关 键 词:哑终端  流量特征  终端分类  异常检测  设备阻断
收稿时间:2019-10-09

Dumb Terminal Security Management System Based on Traffic Feature Recognition
SONG Yu-bo,YANG Jun-jie,ZHANG Shi-qi,QI Xin-yu,HU Ai-qun. Dumb Terminal Security Management System Based on Traffic Feature Recognition[J]. Journal of Beijing Institute of Technology(Natural Science Edition), 2020, 40(10): 1081-1087. DOI: 10.15918/j.tbit1001-0645.2019.251
Authors:SONG Yu-bo  YANG Jun-jie  ZHANG Shi-qi  QI Xin-yu  HU Ai-qun
Affiliation:1. Jiangsu Key Laboratory of Computer Networking Technology, School of Cyber Science and Engineering, Southeast University, Nanjing, Jiangsu 211189, China;2. Network Communication and Security Purple Mountain Laboratory, Nanjing, Jiangsu 211189, China
Abstract:Internet of things dumb terminals based on the IP protocol and without user interaction interface is usually based on embedded system with difficulty in updating the program, limited computing resources, and simple security authentication.
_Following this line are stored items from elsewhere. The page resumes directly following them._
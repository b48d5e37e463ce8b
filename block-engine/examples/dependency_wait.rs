use block_engine::{
    progress_channel, BlockDefinitionCatalog, BlockEngine, EngineConfig, ExecutionEvent,
    RunBlockRequest, RuntimeRegistry,
};
use tracing_subscriber::EnvFilter;

const CATALOG: &str = r#"
- kind: basic
  id: Add
  variables:
    - name: X
      dataType: int32
    - name: Y
      dataType: int32
    - name: Result
      dataType: int32
      variableType: output
  events:
    - name: Start
      isInput: true
      variables: [X, Y]
    - name: Completed
  functions:
    - id: compute
      source: "Result = X + Y"
  executionControlChart:
    initialState: Idle
    states:
      - name: Idle
    transitions:
      - fromState: Idle
        toState: Idle
        triggerEvent: Start
        actions: [compute]
        defaultOutputEvents: [Completed]

- kind: basic
  id: Delay
  variables:
    - name: DelayMs
      dataType: int32
  events:
    - name: Start
      isInput: true
      variables: [DelayMs]
    - name: Done
  functions:
    - id: wait
      source: "delay(DelayMs)"
  executionControlChart:
    initialState: Idle
    states:
      - name: Idle
    transitions:
      - fromState: Idle
        toState: Idle
        triggerEvent: Start
        actions: [wait]
        defaultOutputEvents: [Done]

- kind: composite
  id: DependencyWait
  variables:
    - name: DelayMs
      dataType: int32
    - name: Add1X
      dataType: int32
    - name: Add1Y
      dataType: int32
    - name: Add2X
      dataType: int32
    - name: Add2Y
      dataType: int32
    - name: Result
      dataType: int32
      variableType: output
  events:
    - name: Start
      isInput: true
    - name: Completed
  blocks:
    - id: Wait
      definitionId: Delay
    - id: Add1
      definitionId: Add
    - id: Add2
      definitionId: Add
    - id: Add3
      definitionId: Add
  eventConnections:
    - { sourceEvent: Start, targetBlockId: Wait, targetEvent: Start }
    - { sourceEvent: Start, targetBlockId: Add1, targetEvent: Start }
    - { sourceBlockId: Wait, sourceEvent: Done, targetBlockId: Add2, targetEvent: Start }
    - { sourceBlockId: Add1, sourceEvent: Completed, targetBlockId: Add3, targetEvent: Start }
    - { sourceBlockId: Add2, sourceEvent: Completed, targetBlockId: Add3, targetEvent: Start }
    - { sourceBlockId: Add3, sourceEvent: Completed, targetEvent: Completed }
  dataConnections:
    - { sourceVariable: DelayMs, targetBlockId: Wait, targetVariable: DelayMs }
    - { sourceVariable: Add1X, targetBlockId: Add1, targetVariable: X }
    - { sourceVariable: Add1Y, targetBlockId: Add1, targetVariable: Y }
    - { sourceVariable: Add2X, targetBlockId: Add2, targetVariable: X }
    - { sourceVariable: Add2Y, targetBlockId: Add2, targetVariable: Y }
    - { sourceBlockId: Add1, sourceVariable: Result, targetBlockId: Add3, targetVariable: X }
    - { sourceBlockId: Add2, sourceVariable: Result, targetBlockId: Add3, targetVariable: Y }
    - { sourceBlockId: Add3, sourceVariable: Result, targetVariable: Result }
"#;

#[tokio::main]
async fn main() -> Result<(), Box<dyn std::error::Error>> {
    tracing_subscriber::fmt()
        .with_env_filter(
            EnvFilter::try_from_default_env().unwrap_or_else(|_| EnvFilter::new("block_engine=debug")),
        )
        .init();

    let mut catalog = BlockDefinitionCatalog::from_yaml_str(CATALOG)?;
    catalog.map_definitions()?;
    println!("✓ Mapped {} definitions", catalog.len());

    let (tx, mut rx) = progress_channel();
    let engine = BlockEngine::new(catalog, RuntimeRegistry::new())
        .with_config(EngineConfig {
            default_timeout_ms: Some(10_000),
            ..Default::default()
        })
        .with_progress(tx);

    let printer = tokio::spawn(async move {
        while let Some(event) = rx.recv().await {
            match event {
                ExecutionEvent::SubBlockLaunched { instance, event, .. } => {
                    println!("  → {} on {}", instance, event)
                }
                ExecutionEvent::BlockCompleted { block, duration, .. } => {
                    println!("  ✓ {} ({:?})", block, duration)
                }
                ExecutionEvent::BlockFailed { block, error, .. } => {
                    println!("  ✗ {}: {}", block, error)
                }
                _ => {}
            }
        }
    });

    let control = engine.create_control("DependencyWait")?;
    let request = RunBlockRequest::new()
        .with_input("DelayMs", 3000)
        .with_input("Add1X", 1)
        .with_input("Add1Y", 2)
        .with_input("Add2X", 3)
        .with_input("Add2Y", 4);

    println!("\n🚀 Running DependencyWait...\n");
    let outcome = engine.run(&control, request).await;

    if let Some(activity) = &outcome.activity {
        println!("\n{}", activity);
    }
    match outcome.result {
        Ok(result) => println!("\nOutput events: {:?}", result.output_events),
        Err(error) => println!("\nRun failed: {}", error),
    }
    println!("Outputs: {:?}", outcome.outputs);

    drop(control);
    drop(engine);
    printer.await?;
    Ok(())
}
// Block Engine Library
// Executes basic (state machine) and composite (graph) function blocks

pub mod cell;
pub mod engine;
pub mod error;
pub mod execution;
pub mod model;
pub mod runtime;
pub mod script;

// Re-export commonly used types
pub use cell::ValueCell;
pub use engine::{BlockEngine, EngineConfig, RunOutcome};
pub use error::{EngineError, EngineResult};

// Re-export model types
pub use model::{
    BasicBlockDef, BlockDefinition, BlockDefinitionCatalog, BlockEvent, CompositeBlockDef,
    DataType, DefinitionError, DefinitionErrorKind, FunctionDef, RuntimeKind, Value, Variable,
    VariableType, DIRECT_EVENT,
};

// Re-export execution types
pub use execution::{
    progress_channel, ActivityRecord, BindingDirection, BlockResult, BlockRunner,
    ExecutionControl, ExecutionEvent, ExecutionStatus, ProgressReceiver, ProgressSender,
    RunBlockRequest, VariableBinding,
};

// Re-export runtime types
pub use runtime::{
    FunctionRuntime, NativeRuntime, OptimizationScope, RuntimeRegistry, ScriptError, ScriptScope,
    ScriptRuntime,
};
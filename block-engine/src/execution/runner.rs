// Block Runner
// Queues a run behind any execution already in progress on a control

use crate::error::{EngineError, EngineResult};
use crate::execution::context::RunBlockRequest;
use crate::execution::control::{BlockResult, ExecutionControl};

pub struct BlockRunner;

impl BlockRunner {
    /// Wait until the control is idle, then execute it. Every wait observes
    /// the request's cancellation token.
    pub async fn run(
        request: &RunBlockRequest,
        control: &ExecutionControl,
        optimization_scope_id: Option<&str>,
    ) -> EngineResult<BlockResult> {
        let core = control.core();
        let token = &request.cancellation;

        loop {
            core.wait_idle(token).await?;

            let _gate = tokio::select! {
                guard = core.gate().lock() => guard,
                _ = token.cancelled() => return Err(EngineError::Cancelled),
            };

            // A direct `execute` may have claimed the control meanwhile
            if core.is_idle() {
                return control.execute(request, optimization_scope_id).await;
            }
        }
    }
}
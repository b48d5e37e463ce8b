// Block Script Module
// The interpreted language behind script-family functions

pub mod evaluator;
pub mod functions;
pub mod lexer;
pub mod parser;

pub use evaluator::{EvalError, Evaluator};
pub use functions::BuiltinFunctions;
pub use lexer::{LexError, Lexer, Token};
pub use parser::{BinaryOp, Expr, ParseError, Program, ScriptParser, Statement, UnaryOp};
Aiming at the above problems, a dumb terminal security management system based on traffic feature recognition was designed and implemented to extract the traffic characteristics of the terminal, and implements identification and behavior supervision of the terminal. The system was arranged that, the static characteristics of the traffic of the terminal were extracted for implement legality authentication during equipment access, and the traffic dynamic behavior characteristics were extracted to determine abnormal behavior after equipment access. Finding abnormal behavior, the system could block the session connection. Under experiment and measuring condition, the results show that, the accuracy of equipment identification can reach 96.6% and the accuracy of abnormal behavior detection can reach 97.7%, and can effectively detect DOS, port scanning and other network attacks.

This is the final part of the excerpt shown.